_WORKING DATA_:
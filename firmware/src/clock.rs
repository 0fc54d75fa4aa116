//! Embassy time base truncated to the wrapping counters used by the core.

#![cfg_attr(not(target_os = "none"), allow(dead_code))]

use embassy_time::Instant;
use indicator_core::clock::{Micros, Millis};

/// Low 32 bits of the millisecond tick count.
#[allow(clippy::cast_possible_truncation)]
pub fn millis(instant: Instant) -> Millis {
    Millis(instant.as_millis() as u32)
}

/// Low 32 bits of the microsecond tick count.
#[allow(clippy::cast_possible_truncation)]
pub fn micros(instant: Instant) -> Micros {
    Micros(instant.as_micros() as u32)
}

/// [`Clock`](indicator_core::clock::Clock) backed by the embassy time driver.
#[cfg(target_os = "none")]
#[derive(Copy, Clone, Debug, Default)]
pub struct EmbassyClock;

#[cfg(target_os = "none")]
impl indicator_core::clock::Clock for EmbassyClock {
    fn now_ms(&self) -> Millis {
        millis(Instant::now())
    }

    fn now_us(&self) -> Micros {
        micros(Instant::now())
    }
}

#[cfg(test)]
mod tests {
    use super::*;

    #[test]
    fn truncation_wraps_instead_of_saturating() {
        let instant = Instant::from_micros(u64::from(u32::MAX) + 1_501);
        assert_eq!(micros(instant), Micros(1_500));

        let instant = Instant::from_millis(u64::from(u32::MAX) + 11);
        assert_eq!(millis(instant), Millis(10));
    }
}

_TASK BRIEF_:
Take the records above and return them exactly as written.

_EXERCISE ANSWER_:
filename firmware/src/clock.rs
repository 0fc54d75fa4aa116
//! Embassy time base truncated to the wrapping counters used by the core.

#![cfg_attr(not(target_os = "none"), allow(dead_code))]

use embassy_time::Instant;
use indicator_core::clock::{Micros, Millis};

/// Low 32 bits of the millisecond tick count.
#[allow(clippy::cast_possible_truncation)]
pub fn millis(instant: Instant) -> Millis {
    Millis(instant.as_millis() as u32)
}

/// Low 32 bits of the microsecond tick count.
#[allow(clippy::cast_possible_truncation)]
pub fn micros(instant: Instant) -> Micros {
    Micros(instant.as_micros() as u32)
}

/// [`Clock`](indicator_core::clock::Clock) backed by the embassy time driver.
#[cfg(target_os = "none")]
#[derive(Copy, Clone, Debug, Default)]
pub struct EmbassyClock;

#[cfg(target_os = "none")]
impl indicator_core::clock::Clock for EmbassyClock {
    fn now_ms(&self) -> Millis {
        millis(Instant::now())
    }

    fn now_us(&self) -> Micros {
        micros(Instant::now())
    }
}

#[cfg(test)]
mod tests {
    use super::*;

    #[test]
    fn truncation_wraps_instead_of_saturating() {
        let instant = Instant::from_micros(u64::from(u32::MAX) + 1_501);
        assert_eq!(micros(instant), Micros(1_500));

        let instant = Instant::from_millis(u64::from(u32::MAX) + 11);
        assert_eq!(millis(instant), Millis(10));
    }
}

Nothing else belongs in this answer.